Being one of the titles to launch a new console is always a double edged sword for developers. On one hand your game get tons of publicity and is almost always purchased with the console, while on the other hand your game gets put under a much higher level of scrutiny and has more to live up to.
Ryse: Son of Rome suffers from the dreaded problems that previous launch titles such as Perfect Dark: Zero did back on the Xbox 360 in that it looks great and can really show off what the new hardware can do, but there’s not much depth underneath that attractive surface.

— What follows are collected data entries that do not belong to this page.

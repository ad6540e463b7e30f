//! Legality filter.
//!
//! A pseudo-legal move is legal iff, once applied exactly as in real play,
//! the mover's own king is not attacked. Every move surfaced to a caller
//! (UI, search, classifier, external engine input) passes through here.

use super::{Board, Color, Move, Piece, PieceKind, Square, PROMOTION_KINDS};

impl Board {
    /// Returns true if `piece` can move to `to` and doing so leaves its own
    /// king safe.
    ///
    /// `piece` must stand on its `square` in this board, and `to` must be one
    /// of its pseudo-legal or castling destinations; otherwise the move is
    /// reported illegal.
    #[must_use]
    pub fn is_legal_destination(&self, piece: &Piece, to: Square) -> bool {
        let on_board = match self.piece_at(piece.square) {
            Some(p) if p.kind == piece.kind && p.color == piece.color => p,
            _ => return false,
        };
        let reachable = self.pseudo_destinations(&on_board).contains(&to)
            || (on_board.kind == PieceKind::King
                && self.castling_destinations(&on_board).contains(&to));
        reachable && self.leaves_king_safe(&on_board, to)
    }

    /// Play `piece` to `to` on a copy and check the mover's king. `to` must
    /// already be a destination the piece can reach.
    fn leaves_king_safe(&self, piece: &Piece, to: Square) -> bool {
        let mut next = self.clone();
        next.play_unchecked(Move::new(piece.square, to));
        !next.is_in_check(piece.color)
    }

    /// Legal destination squares for the piece on `square`, castling
    /// included for an eligible king. Empty if the square is empty.
    #[must_use]
    pub fn legal_destinations(&self, square: Square) -> Vec<Square> {
        let Some(piece) = self.piece_at(square) else {
            return Vec::new();
        };
        let mut destinations: Vec<Square> = self
            .pseudo_destinations(&piece)
            .into_iter()
            .filter(|&to| self.leaves_king_safe(&piece, to))
            .collect();
        if piece.kind == PieceKind::King {
            destinations.extend(
                self.castling_destinations(&piece)
                    .into_iter()
                    .filter(|&to| self.leaves_king_safe(&piece, to)),
            );
        }
        destinations
    }

    /// Legal moves for the piece on `square`, one per promotion choice when
    /// a pawn reaches the far row.
    #[must_use]
    pub fn legal_moves_for(&self, square: Square) -> Vec<Move> {
        let Some(piece) = self.piece_at(square) else {
            return Vec::new();
        };
        let promotes = |to: Square| {
            piece.kind == PieceKind::Pawn && to.row() == piece.color.promotion_row()
        };

        let mut moves = Vec::new();
        for to in self.legal_destinations(square) {
            if promotes(to) {
                moves.extend(
                    PROMOTION_KINDS
                        .iter()
                        .map(|&kind| Move::with_promotion(square, to, kind)),
                );
            } else {
                moves.push(Move::new(square, to));
            }
        }
        moves
    }

    /// All legal moves for the side to move, in row-major piece order.
    #[must_use]
    pub fn legal_moves(&self) -> Vec<Move> {
        self.pieces(self.side_to_move)
            .flat_map(|piece| self.legal_moves_for(piece.square))
            .collect()
    }

    /// Returns true if `color` has at least one legal move.
    #[must_use]
    pub fn has_legal_move(&self, color: Color) -> bool {
        self.pieces(color).any(|piece| {
            self.pseudo_destinations(&piece)
                .into_iter()
                .any(|to| self.leaves_king_safe(&piece, to))
                || (piece.kind == PieceKind::King
                    && self
                        .castling_destinations(&piece)
                        .into_iter()
                        .any(|to| self.leaves_king_safe(&piece, to)))
        })
    }

    /// Number of legal moves available to `color`, regardless of whose turn
    /// it is. Promotions count once per choice.
    #[must_use]
    pub fn legal_move_count(&self, color: Color) -> usize {
        if color == self.side_to_move {
            return self.legal_moves().len();
        }
        self.with_side_to_move(color).legal_moves().len()
    }

    /// A copy of this position with `color` to move. Handing the turn over
    /// outside of play voids any en passant opportunity.
    pub(crate) fn with_side_to_move(&self, color: Color) -> Board {
        let mut turned = self.clone();
        if color != self.side_to_move {
            turned.side_to_move = color;
            turned.en_passant_target = None;
        }
        turned
    }

    /// Count leaf nodes of the legal move tree to `depth` plies.
    #[must_use]
    pub fn perft(&self, depth: usize) -> u64 {
        if depth == 0 {
            return 1;
        }
        let moves = self.legal_moves();
        if depth == 1 {
            return moves.len() as u64;
        }
        moves
            .into_iter()
            .map(|mv| {
                let mut next = self.clone();
                next.play_unchecked(mv);
                next.perft(depth - 1)
            })
            .sum()
    }
}

#[cfg(test)]
mod tests {
    use crate::board::{Board, BoardBuilder, Color, Move, PieceKind, Square};

    fn sq(s: &str) -> Square {
        s.parse().unwrap()
    }

    #[test]
    fn test_pinned_piece_cannot_leave_line() {
        // Bishop on e2 pinned to the king on e1 by the rook on e8
        let board = BoardBuilder::new()
            .piece(sq("e1"), Color::White, PieceKind::King)
            .piece(sq("e2"), Color::White, PieceKind::Bishop)
            .piece(sq("e8"), Color::Black, PieceKind::Rook)
            .piece(sq("a8"), Color::Black, PieceKind::King)
            .build();
        let bishop = board.piece_at(sq("e2")).unwrap();
        assert!(!board.pseudo_destinations(&bishop).is_empty());
        assert!(board.legal_destinations(sq("e2")).is_empty());
    }

    #[test]
    fn test_unreachable_destination_is_not_legal() {
        let board = Board::new();
        let knight = board.piece_at(sq("g1")).unwrap();
        assert!(board.is_legal_destination(&knight, sq("f3")));
        assert!(!board.is_legal_destination(&knight, sq("g5")));

        // Castle-shaped king step with the bishop still on f1
        let king = board.piece_at(sq("e1")).unwrap();
        assert!(!board.is_legal_destination(&king, sq("g1")));
    }

    #[test]
    fn test_king_cannot_step_into_attack() {
        let board = BoardBuilder::new()
            .piece(sq("e1"), Color::White, PieceKind::King)
            .piece(sq("d8"), Color::Black, PieceKind::Rook)
            .piece(sq("a8"), Color::Black, PieceKind::King)
            .build();
        let dests = board.legal_destinations(sq("e1"));
        assert!(!dests.contains(&sq("d1")));
        assert!(!dests.contains(&sq("d2")));
        assert!(dests.contains(&sq("f1")));
    }

    #[test]
    fn test_check_must_be_answered() {
        // White king on e1 checked by queen on e4; only moves that resolve it
        let board = Board::from_position_string("4k3/8/8/8/4q3/8/3N4/4K3 w - - 0 1").unwrap();
        let moves = board.legal_moves();
        assert!(!moves.is_empty());
        for mv in &moves {
            let next = board.apply_move(*mv).unwrap();
            assert!(!next.is_in_check(Color::White), "{mv} leaves king in check");
        }
        assert!(!moves.contains(&Move::new(sq("d2"), sq("b3"))));
    }

    #[test]
    fn test_promotion_expands_to_four_moves() {
        let board = Board::from_position_string("8/P7/8/8/8/8/8/K1k5 w - - 0 1").unwrap();
        let promotions: Vec<_> = board
            .legal_moves_for(sq("a7"))
            .into_iter()
            .filter_map(|m| m.promotion())
            .collect();
        assert_eq!(
            promotions,
            vec![
                PieceKind::Queen,
                PieceKind::Rook,
                PieceKind::Bishop,
                PieceKind::Knight
            ]
        );
    }

    #[test]
    fn test_empty_square_has_no_destinations() {
        let board = Board::new();
        assert!(board.legal_destinations(sq("e4")).is_empty());
        assert!(board.legal_moves_for(sq("e4")).is_empty());
    }

    #[test]
    fn test_legal_move_count_for_either_side() {
        let board = Board::new();
        assert_eq!(board.legal_move_count(Color::White), 20);
        assert_eq!(board.legal_move_count(Color::Black), 20);
    }
}
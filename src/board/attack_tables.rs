use once_cell::sync::Lazy;

use super::Square;

pub(crate) const KNIGHT_DELTAS: [(isize, isize); 8] = [
    (-2, -1),
    (-2, 1),
    (-1, -2),
    (-1, 2),
    (2, -1),
    (2, 1),
    (1, 2),
    (1, -2),
];

pub(crate) const KING_DELTAS: [(isize, isize); 8] = [
    (1, 0),
    (0, 1),
    (-1, 0),
    (0, -1),
    (1, 1),
    (-1, 1),
    (1, -1),
    (-1, -1),
];

pub(crate) const BISHOP_DIRECTIONS: [(isize, isize); 4] = [(1, 1), (-1, 1), (1, -1), (-1, -1)];

pub(crate) const ROOK_DIRECTIONS: [(isize, isize); 4] = [(1, 0), (0, 1), (-1, 0), (0, -1)];

pub(crate) const QUEEN_DIRECTIONS: [(isize, isize); 8] = KING_DELTAS;

fn step_targets(deltas: &[(isize, isize)]) -> [Vec<Square>; 64] {
    std::array::from_fn(|idx| {
        let from = Square::from_index(idx);
        deltas
            .iter()
            .filter_map(|&(dr, dc)| from.offset(dr, dc))
            .collect()
    })
}

/// On-board knight destinations per square, in `KNIGHT_DELTAS` order.
pub(crate) static KNIGHT_TARGETS: Lazy<[Vec<Square>; 64]> =
    Lazy::new(|| step_targets(&KNIGHT_DELTAS));

/// On-board king steps per square, in `KING_DELTAS` order.
pub(crate) static KING_TARGETS: Lazy<[Vec<Square>; 64]> = Lazy::new(|| step_targets(&KING_DELTAS));

#[cfg(test)]
mod tests {
    use super::*;

    #[test]
    fn test_corner_and_center_counts() {
        let a8 = Square::new(0, 0).unwrap();
        let d4: Square = "d4".parse().unwrap();
        assert_eq!(KNIGHT_TARGETS[a8.index()].len(), 2);
        assert_eq!(KNIGHT_TARGETS[d4.index()].len(), 8);
        assert_eq!(KING_TARGETS[a8.index()].len(), 3);
        assert_eq!(KING_TARGETS[d4.index()].len(), 8);
    }
}
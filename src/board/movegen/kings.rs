use super::super::attack_tables::KING_TARGETS;
use super::super::{Board, Piece, Square};

impl Board {
    /// Single-step king destinations. Castling is added by
    /// `castling_destinations`.
    pub(crate) fn king_step_destinations(&self, king: &Piece) -> Vec<Square> {
        self.landable(king, &KING_TARGETS[king.square.index()])
    }
}
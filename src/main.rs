use chess_rules::config::EngineConfig;
use chess_rules::uci;
use log::error;

fn main() {
    env_logger::Builder::from_env(env_logger::Env::default().default_filter_or("warn"))
        .target(env_logger::Target::Stderr)
        .init();

    if let Err(e) = uci::run_uci_loop(EngineConfig::from_env()) {
        error!("uci loop stopped: {e}");
        std::process::exit(1);
    }
}
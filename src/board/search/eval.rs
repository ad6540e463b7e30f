//! Static evaluation.

use super::pst::square_bonus;
use crate::board::{Board, Color};

/// Centipawns credited per legal move of mobility advantage.
pub const MOBILITY_WEIGHT: i32 = 5;

/// Score `board` from White's point of view: positive favours White.
///
/// Sums material and piece-square bonuses for every piece (subtracting
/// Black's), then adds `MOBILITY_WEIGHT` times the difference between
/// White's and Black's legal move counts.
#[must_use]
pub fn evaluate(board: &Board) -> i32 {
    let mut score = 0;
    for color in Color::BOTH {
        let side: i32 = board
            .pieces(color)
            .map(|piece| piece.kind.value() + square_bonus(&piece))
            .sum();
        score += color.sign() * side;
    }

    let mobility = count(board, Color::White) - count(board, Color::Black);
    score + MOBILITY_WEIGHT * mobility
}

fn count(board: &Board, color: Color) -> i32 {
    i32::try_from(board.legal_move_count(color)).unwrap_or(i32::MAX)
}
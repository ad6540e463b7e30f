use std::str::FromStr;

use log::warn;

use super::error::{FenError, MoveParseError};
use super::{Board, CastlingRights, Color, Move, Piece, PieceKind, Square};

impl Board {
    /// Parse a board position from a position string (FEN).
    ///
    /// The halfmove clock and fullmove number are optional and default to
    /// 0 and 1.
    pub fn from_position_string(fen: &str) -> Result<Self, FenError> {
        let mut board = Board::empty();
        let parts: Vec<&str> = fen.split_whitespace().collect();

        if parts.len() < 4 {
            return Err(FenError::TooFewParts { found: parts.len() });
        }

        let ranks: Vec<&str> = parts[0].split('/').collect();
        if ranks.len() != 8 {
            return Err(FenError::InvalidRank { rank: ranks.len() });
        }
        for (row, rank_str) in ranks.iter().enumerate() {
            let mut col = 0;
            for c in rank_str.chars() {
                if let Some(run) = c.to_digit(10) {
                    col += run as usize;
                    continue;
                }
                let kind = PieceKind::from_char(c).ok_or(FenError::InvalidPiece { char: c })?;
                if col >= 8 {
                    return Err(FenError::TooManyFiles {
                        rank: row,
                        files: col + 1,
                    });
                }
                let color = if c.is_ascii_uppercase() {
                    Color::White
                } else {
                    Color::Black
                };
                board.put(Piece::new(kind, color, Square::at(row, col)));
                col += 1;
            }
            if col != 8 {
                return Err(FenError::TooManyFiles {
                    rank: row,
                    files: col,
                });
            }
        }

        board.side_to_move = match parts[1] {
            "w" => Color::White,
            "b" => Color::Black,
            other => {
                return Err(FenError::InvalidSideToMove {
                    found: other.to_string(),
                })
            }
        };

        board.castling_rights = CastlingRights::from_fen_field(parts[2])
            .map_err(|c| FenError::InvalidCastling { char: c })?;

        board.en_passant_target = match parts[3] {
            "-" => None,
            field => Some(field.parse::<Square>().map_err(|_| FenError::InvalidEnPassant {
                found: field.to_string(),
            })?),
        };

        let parse_clock = |field: &str| {
            field.parse::<u32>().map_err(|_| FenError::InvalidClock {
                found: field.to_string(),
            })
        };
        if let Some(field) = parts.get(4) {
            board.halfmove_clock = parse_clock(field)?;
        }
        if let Some(field) = parts.get(5) {
            board.fullmove_number = parse_clock(field)?;
        }

        board.sync_moved_flags();
        Ok(board)
    }

    /// Render the position string handed to an external engine: placement
    /// from row 0 down, side to move, castling rights, en passant target,
    /// halfmove clock, fullmove number.
    #[must_use]
    pub fn to_position_string(&self) -> String {
        let mut rows: Vec<String> = Vec::with_capacity(8);
        for cells in &self.grid {
            let mut row = String::new();
            let mut empty = 0;
            for cell in cells {
                match cell {
                    Some(piece) => {
                        if empty > 0 {
                            row.push_str(&empty.to_string());
                            empty = 0;
                        }
                        row.push(piece.to_fen_char());
                    }
                    None => empty += 1,
                }
            }
            if empty > 0 {
                row.push_str(&empty.to_string());
            }
            rows.push(row);
        }

        let active = if self.white_to_move() { "w" } else { "b" };
        let ep = self
            .en_passant_target
            .map_or_else(|| "-".to_string(), |sq| sq.to_string());

        format!(
            "{} {} {} {} {} {}",
            rows.join("/"),
            active,
            self.castling_rights,
            ep,
            self.halfmove_clock,
            self.fullmove_number
        )
    }

    /// Parse a move in UCI long algebraic notation (e.g., "e2e4", "e7e8q").
    ///
    /// Returns the matching legal move, or an error describing why the
    /// string cannot be played here.
    ///
    /// # Example
    /// ```
    /// use chess_rules::board::Board;
    ///
    /// let board = Board::new();
    /// let mv = board.parse_uci_move("e2e4").unwrap();
    /// assert_eq!(mv.to_string(), "e2e4");
    /// ```
    pub fn parse_uci_move(&self, uci: &str) -> Result<Move, MoveParseError> {
        if !uci.is_ascii() || uci.len() < 4 || uci.len() > 5 {
            return Err(MoveParseError::InvalidLength {
                len: uci.chars().count(),
            });
        }

        let invalid_square = || MoveParseError::InvalidSquare {
            notation: uci.to_string(),
        };
        let from: Square = uci[0..2].parse().map_err(|_| invalid_square())?;
        let to: Square = uci[2..4].parse().map_err(|_| invalid_square())?;

        let promotion = match uci[4..].chars().next() {
            None => None,
            Some(c) => match PieceKind::from_char(c) {
                Some(kind) if kind.is_promotion_target() => Some(kind),
                _ => return Err(MoveParseError::InvalidPromotion { char: c }),
            },
        };

        let Some(piece) = self.piece_at(from) else {
            return Err(MoveParseError::EmptySource {
                notation: uci.to_string(),
            });
        };

        let mv = self.normalize_move(Move {
            from,
            to,
            promotion,
        });
        if piece.color != self.side_to_move || !self.legal_moves_for(from).contains(&mv) {
            return Err(MoveParseError::Illegal {
                notation: uci.to_string(),
            });
        }
        Ok(mv)
    }

    /// Parse a UCI move and return the position after it, through the same
    /// path as any other move. The receiver is unchanged.
    pub fn apply_uci_move(&self, uci: &str) -> Result<Board, MoveParseError> {
        let mv = self.parse_uci_move(uci).inspect_err(|e| {
            warn!("rejected external move '{uci}': {e}");
        })?;
        self.apply_move(mv).map_err(|_| MoveParseError::Illegal {
            notation: uci.to_string(),
        })
    }

    /// Parse a UCI move and make it on this board in one call.
    ///
    /// # Example
    /// ```
    /// use chess_rules::board::Board;
    ///
    /// let mut board = Board::new();
    /// board.make_move_uci("e2e4").unwrap();
    /// board.make_move_uci("e7e5").unwrap();
    /// assert!(board.white_to_move());
    /// ```
    pub fn make_move_uci(&mut self, uci: &str) -> Result<Move, MoveParseError> {
        let next = self.apply_uci_move(uci)?;
        *self = next;
        self.last_move.ok_or_else(|| MoveParseError::Illegal {
            notation: uci.to_string(),
        })
    }
}

impl FromStr for Board {
    type Err = FenError;

    fn from_str(s: &str) -> Result<Self, Self::Err> {
        Board::from_position_string(s)
    }
}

You play as Marius, a Roman general who rescues Emperor Nero from a barbarian attack at the beginning of the game and once they’re safe, Marius decides to tell the Emperor almost the entire backstory of his military career up until now.
Putting aside the historical inaccuracies (Nero really died at age 30 while in Ryse he’s much older), the plot is thin and forgettable overall but definitely has a few moments that you will remember, notably the final two chapters ramping up the action and intensity, which isn’t a bad thing.
Ryse came under a lot of flak when it was first shown in June at the E3 Expo, with critics saying that it was nothing but a glorified quick time event simulator, and one way that developer Crytek (Crysis) tried to deflect that was to remove the X and Y button prompts from the game and replace them with the buttons’ colours instead.
When you perform an execution, the enemy will have a blue or yellow glow around their body, indicating to you whether to press X or Y. On first impressions it does look far too simple, and considering that Marius will finish the execution even if you don’t press any buttons is a bit silly.
But in reality, general combat and the executions can be as complex or simple as you want them to be. You’re executions are ranked based on how well-timed your button presses are, so if you wait too long to press X that’ll result in a Recruit or Soldier execution, whereas if you time it just perfectly you can get a Centurion or Legendary level execution.
This lends a level of depth to the combat that isn’t obvious at first, but it forces you to really watch how Marius and the enemy are moving and you have to actually think logically and guess which button to press ahead of the prompt. It’s simple if you want to be but deep and rewarding if you put the effort in.
Using the Kinect sensor, you can also shout commands at your troops and there are some points where a tad bit of strategy comes into play, such as where to position archers for cover etc. Some sections see you link up with your men to form a shield wall to advance towards enemy archers which makes a nice change to combat.
Ryse is probably the best looking launch game on Xbox One, on par only with Forza Motorsport 5. The detail on characters’ faces, skin and clothing has to be seen to be believed and I genuinely said ‘wow’ out loud more than once during the game.
Ryse has one major downfall and it’s that the game is simply too short. I managed to complete the entire campaign on hard difficulty (I was thinking it would take longer) in around 7 hours.
There is an online multiplayer mode for two gladiators to fight waves of enemies in the Colosseum which is a lot of fun to play, but lacks any story element to it so the replay value is diminished. The mode can also be played solo offline and gold is earned at the end of each round which can then unlock booster packs containing new helmets, shields or swords etc. The multiplayer mode is a nice addition but only those truly focused on levelling up and acquiring new gear will have the desire to come back regularly.
Ryse: Son of Rome is too short on length and too light on story, but has absolutely stunning visuals and depending on how you look at it, a great or boring combat mechanic. If you have an Xbox One right now, you should at least play Ryse once, even just to glimpse the future of this console generation.